Bug 19401 - Trivial loop not unrolled
Summary: Trivial loop not unrolled
Status: RESOLVED FIXED
Alias: None
Product: gcc
Classification: Unclassified
Component: tree-optimization (show other bugs)
Version: 4.0.0
: P2 enhancement
Target Milestone: 4.1.0
Assignee: Not yet assigned to anyone
URL:
Keywords: missed-optimization, patch
Depends on:
Blocks: 11706
  Show dependency treegraph
 
Reported: 2005-01-12 16:08 UTC by Richard Biener
Modified: 2005-05-07 19:56 UTC (History)
2 users (show)

See Also:
Host:
Target:
Build:
Known to work:
Known to fail:
Last reconfirmed: 2005-05-01 04:18:28


Attachments
patch (521 bytes, patch)
2005-01-13 12:21 UTC, Richard Biener
Details | Diff
Enable cunroll with -fpeel-loops, too (343 bytes, patch)
2005-01-20 12:43 UTC, Richard Biener
Details | Diff

Note You need to log in before you can comment on or make changes to this bug.
Description Richard Biener 2005-01-12 16:08:00 UTC
We do not unroll the loop in

double foo(double __x)
{
        unsigned int __n = 2;
        double __y = __n % 2 ? __x : 1;

        while (__n >>= 1)
          {
            __x = __x * __x;
            if (__n % 2)
              __y = __y * __x;
          }

        return __y;
}

with -O2 which causes us to emit gratiously worse code
for std::pow(x, 2) than for std::pow(x, 2.0).

We should definitely get this right without -funroll-loops
and all its side-effects.
Comment 1 Andrew Pinski 2005-01-12 16:13:53 UTC
Really -funroll-loops should be added to -O3 by default and maybe a tweewed version to -O2/-Os 
(one which only unroll loops which can be unrolled fully and don't produce more code than the loop 
itself).
Comment 2 Richard Biener 2005-01-12 16:19:27 UTC
In 3.4 one was able to do this by specifying -fpeel-loops and got complete loop
peeling enabled.  In 4.0 this is also the case, but only for the RTL unroller -
the tree unroller is not affected and as such _this_ unrolling does not help
PR11706.  - Just another datapoint.
Comment 3 Andrew Pinski 2005-01-12 16:21:12 UTC
Another trivial loop which is not unrolled but should be:

int f(int x)
{
  int i, x1;
  x1 = x;
  for(i = 0;i<2;i++)
   x1 *= x1;
  return x1;
}
Comment 4 Richard Biener 2005-01-12 16:24:29 UTC
Or stuff often found in C++ libraries:

template <int Dim>
struct Vector
{
  Vector(float init)
  {
    for (int i=0; i<Dim; ++i)
      v[i] = init;
  }
  float v[Dim];
};

for small Dim (<= 4 should make nearly everyone happy) you want all the
dimension-unaware loops to be unrolled.
Comment 5 Gabriel Dos Reis 2005-01-12 17:05:48 UTC
Subject: Re:  Trivial loop not unrolled

"pinskia at gcc dot gnu dot org" <gcc-bugzilla@gcc.gnu.org> writes:

| Really -funroll-loops should be added to -O3 by default and maybe a
| tweewed version to -O2/-Os  

I don't think the issue is to have -funroll-loops as default at higher
level.

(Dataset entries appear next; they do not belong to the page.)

// BatchNorm2d: per-channel normalization of CHW rows
//
// FORMULA (training mode):
//   x_hat = (x - mean_batch) / sqrt(var_batch + ε)
//
// mean_batch and var_batch are taken per channel over (rows, H, W). There
// is no learnable scale or shift: the layer only normalizes, so it has no
// parameters to freeze.
//
// RUNNING STATISTICS:
//   running_mean = (1 - momentum) * running_mean + momentum * mean_batch
//   running_var  = (1 - momentum) * running_var  + momentum * var_batch
//
// During evaluation the running statistics replace the batch statistics.
//
// BACKWARD (training mode, n = rows * H * W):
//   dx = inv_std / n * (n * dy - Σ dy - x_hat * Σ (dy * x_hat))

use std::any::Any;

use sprig_core::{Error, Matrix, Result};

use crate::layer::{expect_width, Layer, LayerKind};

pub struct BatchNorm2d {
    channels: usize,
    plane: usize,
    eps: f32,
    momentum: f32,
    running_mean: Vec<f32>,
    running_var: Vec<f32>,
    training: bool,
    // forward cache
    x_hat: Option<Matrix>,
    inv_std: Vec<f32>,
    batch_stats: bool,
}

impl BatchNorm2d {
    /// Normalize `channels` maps of `plane` cells each.
    pub fn new(channels: usize, plane: usize) -> Result<Self> {
        if channels == 0 {
            return Err(Error::EmptyDimension {
                layer: "batchnorm2d",
                what: "channel count",
            });
        }
        if plane == 0 {
            return Err(Error::EmptyDimension {
                layer: "batchnorm2d",
                what: "map size",
            });
        }
        Ok(BatchNorm2d {
            channels,
            plane,
            eps: 1e-5,
            momentum: 0.1,
            running_mean: vec![0.0; channels],
            running_var: vec![1.0; channels],
            training: true,
            x_hat: None,
            inv_std: vec![1.0; channels],
            batch_stats: false,
        })
    }

    pub fn channels(&self) -> usize {
        self.channels
    }

    pub fn running_mean(&self) -> &[f32] {
        &self.running_mean
    }

    pub fn running_var(&self) -> &[f32] {
        &self.running_var
    }
}

/// Every value of channel `c` across all rows.
fn channel_values(x: &Matrix, plane: usize, c: usize) -> impl Iterator<Item = f32> + '_ {
    (0..x.rows()).flat_map(move |r| x.row(r)[c * plane..(c + 1) * plane].iter().copied())
}

impl Layer for BatchNorm2d {
    fn kind(&self) -> LayerKind {
        LayerKind::BatchNorm
    }

    fn input_len(&self) -> usize {
        self.channels * self.plane
    }

    fn output_len(&self) -> usize {
        self.channels * self.plane
    }

    fn forward(&mut self, x: &Matrix) -> Result<Matrix> {
        expect_width(x, self.input_len())?;
        let use_batch = self.training && x.rows() > 0;
        let n = (x.rows() * self.plane) as f32;
        let mut y = x.clone();

        for c in 0..self.channels {
            let (mean, var) = if use_batch {
                let mean = channel_values(x, self.plane, c).sum::<f32>() / n;
                let var = channel_values(x, self.plane, c)
                    .map(|v| (v - mean) * (v - mean))
                    .sum::<f32>()
                    / n;
                let m = self.momentum;
                self.running_mean[c] = (1.0 - m) * self.running_mean[c] + m * mean;
                self.running_var[c] = (1.0 - m) * self.running_var[c] + m * var;
                (mean, var)
            } else {
                (self.running_mean[c], self.running_var[c])
            };
            let inv_std = 1.0 / (var + self.eps).sqrt();
            self.inv_std[c] = inv_std;
            for r in 0..y.rows() {
                for v in &mut y.row_mut(r)[c * self.plane..(c + 1) * self.plane] {
                    *v = (*v - mean) * inv_std;
                }
            }
        }

        self.batch_stats = use_batch;
        self.x_hat = Some(y.clone());
        Ok(y)
    }

    fn backward(&mut self, dy: &Matrix) -> Result<Matrix> {
        expect_width(dy, self.output_len())?;
        let x_hat = self
            .x_hat
            .as_ref()
            .ok_or_else(|| Error::msg("batchnorm2d: backward before forward"))?;
        let plane = self.plane;
        let n = (dy.rows() * plane) as f32;
        let mut dx = dy.clone();

        for c in 0..self.channels {
            let inv_std = self.inv_std[c];
            let span = c * plane..(c + 1) * plane;
            if !self.batch_stats {
                for r in 0..dx.rows() {
                    dx.row_mut(r)[span.clone()].iter_mut().for_each(|v| *v *= inv_std);
                }
                continue;
            }
            let mut sum_dy = 0.0f32;
            let mut sum_dy_xhat = 0.0f32;
            for r in 0..dy.rows() {
                for (&d, &xh) in dy.row(r)[span.clone()].iter().zip(&x_hat.row(r)[span.clone()]) {
                    sum_dy += d;
                    sum_dy_xhat += d * xh;
                }
            }
            for r in 0..dx.rows() {
                let xh = &x_hat.row(r)[span.clone()];
                for (v, &xhv) in dx.row_mut(r)[span.clone()].iter_mut().zip(xh) {
                    *v = inv_std / n * (n * *v - sum_dy - xhv * sum_dy_xhat);
                }
            }
        }
        Ok(dx)
    }

    fn set_training(&mut self, training: bool) {
        self.training = training;
    }

    fn as_any(&self) -> &dyn Any {
        self
    }

    fn name(&self) -> &'static str {
        "batchnorm2d"
    }
}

I think it is more about the compiler understanding loops with
constant bounds, just like we handle if(0) or if(1) branches.

-- Gaby
Comment 6 Gabriel Dos Reis 2005-01-12 17:06:34 UTC
Subject: Re:  Trivial loop not unrolled

"rguenth at tat dot physik dot uni-tuebingen dot de" <gcc-bugzilla@gcc.gnu.org> writes:

| Or stuff often found in C++ libraries:
| 
| template <int Dim>
| struct Vector
| {
|   Vector(float init)
|   {
|     for (int i=0; i<Dim; ++i)
|       v[i] = init;
|   }
|   float v[Dim];
| };
| 
| for small Dim (<= 4 should make nearly everyone happy) you want all the
| dimension-unaware loops to be unrolled.

I agree.

-- Gaby
Comment 7 Richard Biener 2005-01-13 12:21:03 UTC
Created attachment 7950 [details]
patch

This patch enables complete unrolling on the tree level by default.
Comment 8 Zdenek Dvorak 2005-01-14 09:04:51 UTC
Other possible patch:

http://gcc.gnu.org/ml/gcc-patches/2005-01/msg00796.html
Comment 9 Richard Biener 2005-01-20 12:43:06 UTC
Created attachment 8006 [details]
Enable cunroll with -fpeel-loops, too

Trivial patch to bring us back to 3.4 usability while at the same time
benefiting from tree level complete unrolling.	First patch is obsoleted by
Zdeneks, not this one.
Comment 10 Richard Biener 2005-01-24 09:43:22 UTC
Another one - matrix multiplication:

/* A [NxM], B [MxP] */
#define DOLOOP(N, M, P) \
void matmul ## N ## M ## P(double *res, const double *A, const double *B) \
{ \
        int i,j,k; \
        for (k=0; k<P; ++k) \
                for (i=0; i<N; ++i) { \
                        double s = 0.0; \
                        for (j=0; j<M; ++j) \
                                s += A[i*M+j] * B[j*P+k]; \
                        res[i*P+k] = s; \
                } \
}

DOLOOP(1, 1, 1)
DOLOOP(2, 1, 2)
DOLOOP(1, 2, 1)
DOLOOP(2, 2, 2)
DOLOOP(1, 3, 1)
DOLOOP(1, 1024, 1)

all up to 2x2 should be profitable to completely unroll.  Be sure to unroll
one-time rolling loops like for the last case.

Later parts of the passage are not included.